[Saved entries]

[Start of Attachment]

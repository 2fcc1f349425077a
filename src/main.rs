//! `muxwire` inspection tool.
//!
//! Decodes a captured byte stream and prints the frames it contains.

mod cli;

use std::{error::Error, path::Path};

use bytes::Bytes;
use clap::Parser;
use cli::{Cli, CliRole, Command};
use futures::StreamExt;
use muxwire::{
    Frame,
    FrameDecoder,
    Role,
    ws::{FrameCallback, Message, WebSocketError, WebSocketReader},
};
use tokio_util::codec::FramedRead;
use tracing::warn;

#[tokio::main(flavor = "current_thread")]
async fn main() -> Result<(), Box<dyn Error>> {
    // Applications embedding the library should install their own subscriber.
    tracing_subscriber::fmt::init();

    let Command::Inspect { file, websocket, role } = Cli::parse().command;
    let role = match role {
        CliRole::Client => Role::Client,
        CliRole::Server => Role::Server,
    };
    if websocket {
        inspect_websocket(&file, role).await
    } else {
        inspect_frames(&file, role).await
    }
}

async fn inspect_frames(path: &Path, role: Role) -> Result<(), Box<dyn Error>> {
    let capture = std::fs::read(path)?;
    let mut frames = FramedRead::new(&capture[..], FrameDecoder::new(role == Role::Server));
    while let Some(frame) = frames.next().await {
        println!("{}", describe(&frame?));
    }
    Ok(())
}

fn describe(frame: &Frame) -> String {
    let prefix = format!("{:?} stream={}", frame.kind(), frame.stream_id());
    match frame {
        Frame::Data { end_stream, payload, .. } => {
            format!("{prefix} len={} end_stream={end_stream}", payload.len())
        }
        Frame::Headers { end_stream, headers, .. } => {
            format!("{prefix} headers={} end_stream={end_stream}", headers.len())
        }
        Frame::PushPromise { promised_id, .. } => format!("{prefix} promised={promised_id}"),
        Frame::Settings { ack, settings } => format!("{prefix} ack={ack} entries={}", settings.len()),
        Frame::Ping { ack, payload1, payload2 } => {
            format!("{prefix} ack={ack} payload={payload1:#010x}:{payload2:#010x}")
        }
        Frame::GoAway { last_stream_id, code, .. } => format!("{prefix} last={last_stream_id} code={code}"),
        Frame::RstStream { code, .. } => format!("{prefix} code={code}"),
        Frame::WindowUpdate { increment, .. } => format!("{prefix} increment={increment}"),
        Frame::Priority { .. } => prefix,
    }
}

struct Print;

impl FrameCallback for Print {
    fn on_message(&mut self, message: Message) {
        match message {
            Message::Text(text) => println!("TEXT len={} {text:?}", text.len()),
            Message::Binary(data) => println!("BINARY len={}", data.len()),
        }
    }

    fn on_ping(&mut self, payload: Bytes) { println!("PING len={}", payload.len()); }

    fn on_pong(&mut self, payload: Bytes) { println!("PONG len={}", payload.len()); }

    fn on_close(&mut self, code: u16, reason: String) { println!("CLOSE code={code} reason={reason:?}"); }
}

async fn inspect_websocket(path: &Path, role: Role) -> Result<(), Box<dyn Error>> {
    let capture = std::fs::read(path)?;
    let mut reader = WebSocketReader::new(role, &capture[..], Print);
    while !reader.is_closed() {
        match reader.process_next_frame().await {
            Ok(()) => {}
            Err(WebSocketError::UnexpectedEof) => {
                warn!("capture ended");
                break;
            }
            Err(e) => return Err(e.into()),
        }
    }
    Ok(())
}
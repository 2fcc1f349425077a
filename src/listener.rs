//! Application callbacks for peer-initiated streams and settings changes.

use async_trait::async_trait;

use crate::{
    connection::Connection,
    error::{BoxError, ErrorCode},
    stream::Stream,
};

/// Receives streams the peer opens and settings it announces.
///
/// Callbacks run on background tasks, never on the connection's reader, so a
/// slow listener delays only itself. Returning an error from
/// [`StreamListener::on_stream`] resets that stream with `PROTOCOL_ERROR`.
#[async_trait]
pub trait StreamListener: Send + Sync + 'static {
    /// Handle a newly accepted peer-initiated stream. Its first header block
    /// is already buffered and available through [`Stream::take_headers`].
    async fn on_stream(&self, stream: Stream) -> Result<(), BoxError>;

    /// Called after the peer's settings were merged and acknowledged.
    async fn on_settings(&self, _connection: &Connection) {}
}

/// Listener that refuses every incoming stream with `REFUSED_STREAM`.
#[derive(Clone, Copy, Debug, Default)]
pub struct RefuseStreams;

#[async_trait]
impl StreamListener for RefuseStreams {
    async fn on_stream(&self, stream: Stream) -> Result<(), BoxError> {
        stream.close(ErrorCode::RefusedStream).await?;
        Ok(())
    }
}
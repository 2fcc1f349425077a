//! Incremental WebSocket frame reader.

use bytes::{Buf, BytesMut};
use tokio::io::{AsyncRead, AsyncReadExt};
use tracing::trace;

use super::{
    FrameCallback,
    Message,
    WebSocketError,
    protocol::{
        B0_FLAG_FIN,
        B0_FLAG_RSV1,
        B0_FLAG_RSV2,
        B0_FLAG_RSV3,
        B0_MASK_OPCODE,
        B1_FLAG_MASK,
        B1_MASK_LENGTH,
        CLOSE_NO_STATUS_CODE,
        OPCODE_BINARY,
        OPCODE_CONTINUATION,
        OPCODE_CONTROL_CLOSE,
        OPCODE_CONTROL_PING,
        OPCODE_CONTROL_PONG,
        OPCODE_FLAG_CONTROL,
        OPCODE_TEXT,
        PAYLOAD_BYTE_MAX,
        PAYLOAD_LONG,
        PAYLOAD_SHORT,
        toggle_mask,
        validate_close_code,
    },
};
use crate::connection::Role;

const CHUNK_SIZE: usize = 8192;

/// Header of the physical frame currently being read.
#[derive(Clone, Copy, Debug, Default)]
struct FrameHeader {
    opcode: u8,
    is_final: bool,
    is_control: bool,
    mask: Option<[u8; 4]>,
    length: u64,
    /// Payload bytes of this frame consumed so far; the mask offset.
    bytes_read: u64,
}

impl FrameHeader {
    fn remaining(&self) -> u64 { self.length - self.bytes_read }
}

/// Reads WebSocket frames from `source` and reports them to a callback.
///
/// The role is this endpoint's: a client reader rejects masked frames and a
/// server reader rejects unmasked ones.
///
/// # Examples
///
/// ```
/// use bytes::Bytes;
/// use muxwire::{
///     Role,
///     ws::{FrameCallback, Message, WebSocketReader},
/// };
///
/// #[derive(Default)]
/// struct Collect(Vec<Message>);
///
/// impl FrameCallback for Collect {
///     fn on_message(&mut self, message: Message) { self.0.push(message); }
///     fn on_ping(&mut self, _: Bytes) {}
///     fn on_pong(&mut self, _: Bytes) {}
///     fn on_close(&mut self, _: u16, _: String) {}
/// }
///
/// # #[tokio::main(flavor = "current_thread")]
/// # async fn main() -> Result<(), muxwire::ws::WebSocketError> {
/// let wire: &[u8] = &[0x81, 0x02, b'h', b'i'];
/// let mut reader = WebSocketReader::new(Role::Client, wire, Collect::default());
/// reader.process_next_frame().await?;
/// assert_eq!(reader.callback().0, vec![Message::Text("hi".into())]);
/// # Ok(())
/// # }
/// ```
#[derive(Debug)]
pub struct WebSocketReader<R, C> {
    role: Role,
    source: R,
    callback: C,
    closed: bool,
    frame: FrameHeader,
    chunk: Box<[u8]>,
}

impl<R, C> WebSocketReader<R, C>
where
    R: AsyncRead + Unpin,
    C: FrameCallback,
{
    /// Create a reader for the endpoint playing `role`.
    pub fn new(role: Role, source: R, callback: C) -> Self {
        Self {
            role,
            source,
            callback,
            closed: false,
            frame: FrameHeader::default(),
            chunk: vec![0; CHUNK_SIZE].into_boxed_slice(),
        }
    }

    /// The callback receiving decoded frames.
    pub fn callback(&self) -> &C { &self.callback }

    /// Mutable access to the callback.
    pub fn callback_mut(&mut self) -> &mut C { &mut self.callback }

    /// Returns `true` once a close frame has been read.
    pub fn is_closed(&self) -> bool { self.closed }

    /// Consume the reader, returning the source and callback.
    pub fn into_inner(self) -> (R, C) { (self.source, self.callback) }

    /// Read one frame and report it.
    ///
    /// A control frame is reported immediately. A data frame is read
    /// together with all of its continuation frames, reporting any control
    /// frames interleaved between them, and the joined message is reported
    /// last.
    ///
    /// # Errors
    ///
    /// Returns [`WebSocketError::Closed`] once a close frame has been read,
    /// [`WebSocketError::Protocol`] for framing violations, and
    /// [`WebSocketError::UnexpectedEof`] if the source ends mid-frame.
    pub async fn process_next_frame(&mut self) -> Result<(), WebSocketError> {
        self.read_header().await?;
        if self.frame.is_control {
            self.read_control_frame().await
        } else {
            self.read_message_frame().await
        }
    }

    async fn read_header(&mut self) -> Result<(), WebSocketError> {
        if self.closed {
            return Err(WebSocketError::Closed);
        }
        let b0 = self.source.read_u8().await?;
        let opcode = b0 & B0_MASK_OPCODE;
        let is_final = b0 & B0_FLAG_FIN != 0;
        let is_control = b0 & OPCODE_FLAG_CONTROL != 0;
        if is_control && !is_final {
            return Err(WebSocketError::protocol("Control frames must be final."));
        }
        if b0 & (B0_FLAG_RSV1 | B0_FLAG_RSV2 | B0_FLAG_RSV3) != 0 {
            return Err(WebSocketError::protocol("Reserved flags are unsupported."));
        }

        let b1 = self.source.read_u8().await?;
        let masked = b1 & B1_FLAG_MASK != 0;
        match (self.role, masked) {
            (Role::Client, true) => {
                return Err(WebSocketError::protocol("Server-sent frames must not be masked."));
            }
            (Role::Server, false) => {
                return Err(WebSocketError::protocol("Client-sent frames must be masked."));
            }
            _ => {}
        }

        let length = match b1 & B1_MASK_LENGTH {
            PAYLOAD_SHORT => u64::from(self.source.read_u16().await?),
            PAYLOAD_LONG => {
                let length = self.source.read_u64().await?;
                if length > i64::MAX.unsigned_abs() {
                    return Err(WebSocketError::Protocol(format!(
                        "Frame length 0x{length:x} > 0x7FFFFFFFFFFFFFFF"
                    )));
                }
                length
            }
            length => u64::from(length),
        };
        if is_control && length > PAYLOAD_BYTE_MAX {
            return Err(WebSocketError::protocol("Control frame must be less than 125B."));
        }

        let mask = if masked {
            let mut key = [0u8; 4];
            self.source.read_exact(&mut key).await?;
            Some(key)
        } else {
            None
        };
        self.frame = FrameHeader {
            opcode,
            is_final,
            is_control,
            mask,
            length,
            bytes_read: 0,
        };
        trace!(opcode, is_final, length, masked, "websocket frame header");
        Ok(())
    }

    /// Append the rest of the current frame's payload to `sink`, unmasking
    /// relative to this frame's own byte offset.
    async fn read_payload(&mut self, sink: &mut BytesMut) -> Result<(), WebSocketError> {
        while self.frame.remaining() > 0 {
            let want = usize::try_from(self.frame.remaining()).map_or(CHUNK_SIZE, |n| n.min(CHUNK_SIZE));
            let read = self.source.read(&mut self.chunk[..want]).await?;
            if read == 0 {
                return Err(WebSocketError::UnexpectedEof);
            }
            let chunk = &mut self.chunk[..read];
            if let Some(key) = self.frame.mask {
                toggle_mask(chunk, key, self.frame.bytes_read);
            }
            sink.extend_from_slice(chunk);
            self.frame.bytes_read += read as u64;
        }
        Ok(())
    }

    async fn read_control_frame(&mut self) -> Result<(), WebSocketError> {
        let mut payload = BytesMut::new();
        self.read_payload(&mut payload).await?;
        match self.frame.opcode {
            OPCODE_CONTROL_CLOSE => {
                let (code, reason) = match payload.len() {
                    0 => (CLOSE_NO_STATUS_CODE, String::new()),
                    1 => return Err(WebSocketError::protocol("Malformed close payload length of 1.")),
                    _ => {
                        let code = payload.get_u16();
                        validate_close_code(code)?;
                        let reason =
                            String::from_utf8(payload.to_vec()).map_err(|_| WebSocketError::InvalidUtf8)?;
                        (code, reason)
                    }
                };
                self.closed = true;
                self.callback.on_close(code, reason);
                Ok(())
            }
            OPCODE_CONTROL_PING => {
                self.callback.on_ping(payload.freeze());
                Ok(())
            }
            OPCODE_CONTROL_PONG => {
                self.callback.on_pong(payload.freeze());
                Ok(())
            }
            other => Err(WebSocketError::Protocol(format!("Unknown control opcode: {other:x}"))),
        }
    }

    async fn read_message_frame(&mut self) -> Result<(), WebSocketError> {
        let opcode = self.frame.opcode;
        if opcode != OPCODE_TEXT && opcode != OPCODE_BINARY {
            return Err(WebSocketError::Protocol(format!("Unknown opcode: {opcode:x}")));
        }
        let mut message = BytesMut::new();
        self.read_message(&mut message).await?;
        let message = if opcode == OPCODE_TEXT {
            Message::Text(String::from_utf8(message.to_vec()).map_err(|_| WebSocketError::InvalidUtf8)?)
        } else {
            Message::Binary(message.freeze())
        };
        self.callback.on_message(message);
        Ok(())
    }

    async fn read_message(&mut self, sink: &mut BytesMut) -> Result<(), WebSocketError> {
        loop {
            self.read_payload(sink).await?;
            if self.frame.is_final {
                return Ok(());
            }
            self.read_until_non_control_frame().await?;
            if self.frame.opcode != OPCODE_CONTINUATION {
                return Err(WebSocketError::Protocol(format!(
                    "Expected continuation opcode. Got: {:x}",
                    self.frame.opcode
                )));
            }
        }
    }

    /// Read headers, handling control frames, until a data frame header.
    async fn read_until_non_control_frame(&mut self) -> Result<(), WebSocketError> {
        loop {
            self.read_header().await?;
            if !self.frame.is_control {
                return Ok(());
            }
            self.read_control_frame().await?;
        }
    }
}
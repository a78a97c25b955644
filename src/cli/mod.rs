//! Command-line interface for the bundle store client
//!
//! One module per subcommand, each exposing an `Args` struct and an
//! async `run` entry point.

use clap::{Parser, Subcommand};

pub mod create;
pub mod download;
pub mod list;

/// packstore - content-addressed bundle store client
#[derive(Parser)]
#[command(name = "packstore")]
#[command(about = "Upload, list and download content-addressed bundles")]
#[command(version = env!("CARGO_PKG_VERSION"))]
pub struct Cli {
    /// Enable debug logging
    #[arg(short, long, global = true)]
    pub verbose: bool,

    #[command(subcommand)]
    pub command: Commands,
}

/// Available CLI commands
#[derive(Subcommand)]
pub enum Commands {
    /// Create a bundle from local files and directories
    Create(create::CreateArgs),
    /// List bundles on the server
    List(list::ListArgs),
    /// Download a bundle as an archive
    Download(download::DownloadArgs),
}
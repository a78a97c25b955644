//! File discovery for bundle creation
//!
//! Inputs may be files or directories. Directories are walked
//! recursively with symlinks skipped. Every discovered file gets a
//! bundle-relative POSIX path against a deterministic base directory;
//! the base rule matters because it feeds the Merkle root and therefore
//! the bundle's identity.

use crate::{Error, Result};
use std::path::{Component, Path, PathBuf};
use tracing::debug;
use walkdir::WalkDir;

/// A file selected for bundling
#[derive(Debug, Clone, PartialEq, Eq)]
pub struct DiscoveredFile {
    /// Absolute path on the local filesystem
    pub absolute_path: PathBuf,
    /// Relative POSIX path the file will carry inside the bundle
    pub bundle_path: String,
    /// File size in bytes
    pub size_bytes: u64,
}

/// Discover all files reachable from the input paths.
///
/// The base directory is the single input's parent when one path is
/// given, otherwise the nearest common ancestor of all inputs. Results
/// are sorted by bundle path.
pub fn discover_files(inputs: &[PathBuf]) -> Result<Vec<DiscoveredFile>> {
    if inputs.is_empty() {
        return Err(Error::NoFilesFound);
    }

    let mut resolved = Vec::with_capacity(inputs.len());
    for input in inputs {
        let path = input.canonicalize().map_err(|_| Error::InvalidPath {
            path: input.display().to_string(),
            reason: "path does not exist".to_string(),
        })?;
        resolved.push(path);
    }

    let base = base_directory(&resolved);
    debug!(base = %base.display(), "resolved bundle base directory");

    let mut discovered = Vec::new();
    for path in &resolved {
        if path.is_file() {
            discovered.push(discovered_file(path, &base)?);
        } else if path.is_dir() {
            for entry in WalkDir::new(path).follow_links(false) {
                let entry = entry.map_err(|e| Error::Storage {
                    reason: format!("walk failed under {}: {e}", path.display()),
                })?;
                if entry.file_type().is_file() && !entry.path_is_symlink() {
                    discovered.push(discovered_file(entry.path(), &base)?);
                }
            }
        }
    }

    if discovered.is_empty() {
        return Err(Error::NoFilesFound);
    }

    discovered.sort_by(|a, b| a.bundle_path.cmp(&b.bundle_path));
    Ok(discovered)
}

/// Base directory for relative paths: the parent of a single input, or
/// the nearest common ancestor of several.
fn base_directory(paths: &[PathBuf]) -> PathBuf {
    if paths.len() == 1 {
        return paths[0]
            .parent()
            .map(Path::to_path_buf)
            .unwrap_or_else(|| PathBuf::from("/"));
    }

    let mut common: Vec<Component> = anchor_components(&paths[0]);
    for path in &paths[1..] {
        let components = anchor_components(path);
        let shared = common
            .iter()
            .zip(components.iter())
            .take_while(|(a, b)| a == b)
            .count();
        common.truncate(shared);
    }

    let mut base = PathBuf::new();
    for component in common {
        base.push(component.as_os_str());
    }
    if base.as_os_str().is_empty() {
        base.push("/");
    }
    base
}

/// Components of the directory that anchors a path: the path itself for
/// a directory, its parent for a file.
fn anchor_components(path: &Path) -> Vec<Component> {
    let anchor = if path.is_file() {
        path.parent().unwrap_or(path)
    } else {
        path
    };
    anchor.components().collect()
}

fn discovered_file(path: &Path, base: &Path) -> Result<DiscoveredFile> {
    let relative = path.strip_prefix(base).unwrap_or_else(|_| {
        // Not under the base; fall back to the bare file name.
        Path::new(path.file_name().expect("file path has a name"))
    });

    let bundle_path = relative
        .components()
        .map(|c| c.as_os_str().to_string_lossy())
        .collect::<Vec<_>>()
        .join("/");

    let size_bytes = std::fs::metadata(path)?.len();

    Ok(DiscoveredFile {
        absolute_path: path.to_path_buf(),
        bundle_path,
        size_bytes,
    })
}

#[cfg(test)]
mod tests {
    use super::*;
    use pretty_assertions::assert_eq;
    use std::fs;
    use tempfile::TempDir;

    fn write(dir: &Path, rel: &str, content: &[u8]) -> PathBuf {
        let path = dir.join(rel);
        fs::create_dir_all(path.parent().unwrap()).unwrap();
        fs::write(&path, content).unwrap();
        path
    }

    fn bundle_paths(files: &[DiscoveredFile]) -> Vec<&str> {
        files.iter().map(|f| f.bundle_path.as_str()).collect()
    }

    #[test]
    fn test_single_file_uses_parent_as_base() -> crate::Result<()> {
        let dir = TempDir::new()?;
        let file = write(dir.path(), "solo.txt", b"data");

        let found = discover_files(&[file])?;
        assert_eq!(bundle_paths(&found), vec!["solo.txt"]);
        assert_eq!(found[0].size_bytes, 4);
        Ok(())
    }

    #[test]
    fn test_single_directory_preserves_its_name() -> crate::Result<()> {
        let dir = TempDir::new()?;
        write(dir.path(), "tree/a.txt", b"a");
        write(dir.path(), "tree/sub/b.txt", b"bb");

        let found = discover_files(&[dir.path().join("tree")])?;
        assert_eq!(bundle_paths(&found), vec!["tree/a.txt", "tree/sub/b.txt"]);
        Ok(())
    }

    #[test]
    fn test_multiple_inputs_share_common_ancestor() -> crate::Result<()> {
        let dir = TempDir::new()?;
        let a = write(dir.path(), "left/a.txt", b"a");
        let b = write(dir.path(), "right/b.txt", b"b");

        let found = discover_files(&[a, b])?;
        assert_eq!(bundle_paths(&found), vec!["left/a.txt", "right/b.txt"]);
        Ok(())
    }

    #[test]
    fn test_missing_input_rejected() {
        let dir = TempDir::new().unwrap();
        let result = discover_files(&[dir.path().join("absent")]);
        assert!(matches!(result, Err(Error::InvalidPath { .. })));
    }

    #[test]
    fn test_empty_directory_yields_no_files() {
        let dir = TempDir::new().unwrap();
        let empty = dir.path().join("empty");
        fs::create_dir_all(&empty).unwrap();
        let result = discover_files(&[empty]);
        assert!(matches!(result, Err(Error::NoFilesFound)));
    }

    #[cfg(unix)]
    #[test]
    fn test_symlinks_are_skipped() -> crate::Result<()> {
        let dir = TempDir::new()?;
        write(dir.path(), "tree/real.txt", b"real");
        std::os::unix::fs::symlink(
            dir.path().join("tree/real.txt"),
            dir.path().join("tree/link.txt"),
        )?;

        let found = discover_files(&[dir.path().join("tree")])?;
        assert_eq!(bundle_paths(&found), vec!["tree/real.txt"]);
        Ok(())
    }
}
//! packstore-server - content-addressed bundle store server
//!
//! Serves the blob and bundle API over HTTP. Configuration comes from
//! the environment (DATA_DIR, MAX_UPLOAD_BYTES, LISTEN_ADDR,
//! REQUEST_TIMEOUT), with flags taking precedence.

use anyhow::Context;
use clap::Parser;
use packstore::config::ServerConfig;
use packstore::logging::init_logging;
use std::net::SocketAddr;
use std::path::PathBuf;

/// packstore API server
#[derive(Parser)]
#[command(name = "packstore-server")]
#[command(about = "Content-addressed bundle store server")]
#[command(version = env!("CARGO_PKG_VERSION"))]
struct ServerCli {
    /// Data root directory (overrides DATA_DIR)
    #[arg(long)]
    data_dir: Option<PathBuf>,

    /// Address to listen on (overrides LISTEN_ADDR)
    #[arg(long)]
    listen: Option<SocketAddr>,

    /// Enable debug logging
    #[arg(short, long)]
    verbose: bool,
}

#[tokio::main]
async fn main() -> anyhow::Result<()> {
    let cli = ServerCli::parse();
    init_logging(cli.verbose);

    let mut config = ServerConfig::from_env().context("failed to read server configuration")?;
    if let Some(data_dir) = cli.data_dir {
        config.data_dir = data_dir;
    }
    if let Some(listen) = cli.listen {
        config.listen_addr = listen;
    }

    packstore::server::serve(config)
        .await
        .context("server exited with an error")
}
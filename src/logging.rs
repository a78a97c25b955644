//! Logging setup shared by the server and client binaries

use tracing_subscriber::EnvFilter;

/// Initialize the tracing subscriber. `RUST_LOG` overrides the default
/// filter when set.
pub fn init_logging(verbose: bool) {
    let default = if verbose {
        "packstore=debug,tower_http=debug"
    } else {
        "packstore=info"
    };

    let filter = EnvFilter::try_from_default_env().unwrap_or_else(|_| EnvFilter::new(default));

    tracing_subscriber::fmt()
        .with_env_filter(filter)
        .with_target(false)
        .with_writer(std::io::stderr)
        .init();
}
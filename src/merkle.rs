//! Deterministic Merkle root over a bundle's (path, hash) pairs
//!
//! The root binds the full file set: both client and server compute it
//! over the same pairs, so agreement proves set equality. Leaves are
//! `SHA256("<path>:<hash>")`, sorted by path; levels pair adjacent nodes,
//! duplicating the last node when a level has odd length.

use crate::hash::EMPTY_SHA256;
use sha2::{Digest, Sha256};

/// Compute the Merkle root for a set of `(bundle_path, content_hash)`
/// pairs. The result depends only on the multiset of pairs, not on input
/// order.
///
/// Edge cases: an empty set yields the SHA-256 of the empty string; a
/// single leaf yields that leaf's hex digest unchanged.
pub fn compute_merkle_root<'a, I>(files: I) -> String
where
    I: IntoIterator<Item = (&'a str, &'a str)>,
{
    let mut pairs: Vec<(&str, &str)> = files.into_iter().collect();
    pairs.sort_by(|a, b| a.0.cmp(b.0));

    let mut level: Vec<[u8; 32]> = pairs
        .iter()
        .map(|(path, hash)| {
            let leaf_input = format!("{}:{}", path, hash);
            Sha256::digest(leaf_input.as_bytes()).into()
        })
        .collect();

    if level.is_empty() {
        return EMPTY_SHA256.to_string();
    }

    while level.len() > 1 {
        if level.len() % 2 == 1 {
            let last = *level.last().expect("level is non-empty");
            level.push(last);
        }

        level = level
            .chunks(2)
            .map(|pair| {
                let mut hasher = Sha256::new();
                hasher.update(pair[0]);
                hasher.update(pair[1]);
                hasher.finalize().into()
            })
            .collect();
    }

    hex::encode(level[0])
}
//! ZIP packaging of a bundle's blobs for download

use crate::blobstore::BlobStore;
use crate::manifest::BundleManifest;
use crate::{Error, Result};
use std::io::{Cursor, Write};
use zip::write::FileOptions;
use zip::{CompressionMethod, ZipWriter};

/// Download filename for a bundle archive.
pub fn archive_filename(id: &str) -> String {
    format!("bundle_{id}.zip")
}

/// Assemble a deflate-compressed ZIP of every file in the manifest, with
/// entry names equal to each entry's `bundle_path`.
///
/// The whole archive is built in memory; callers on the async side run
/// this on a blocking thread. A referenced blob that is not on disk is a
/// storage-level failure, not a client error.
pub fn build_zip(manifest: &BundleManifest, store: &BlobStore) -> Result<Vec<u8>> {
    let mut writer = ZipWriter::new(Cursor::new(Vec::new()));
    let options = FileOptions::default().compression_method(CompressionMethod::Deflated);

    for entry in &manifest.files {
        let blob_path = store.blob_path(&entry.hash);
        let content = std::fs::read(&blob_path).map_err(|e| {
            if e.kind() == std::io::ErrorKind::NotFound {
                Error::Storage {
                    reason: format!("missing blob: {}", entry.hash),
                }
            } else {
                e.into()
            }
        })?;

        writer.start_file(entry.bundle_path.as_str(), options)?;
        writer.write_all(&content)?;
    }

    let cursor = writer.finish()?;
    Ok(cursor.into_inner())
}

[End of Attachment]

* EXERCISE AIM:
For every line of the data above that contains "reported", copy that line.

* WRITTEN REPLY:
    /// A control frame is reported immediately. A data frame is read
    /// frames interleaved between them, and the joined message is reported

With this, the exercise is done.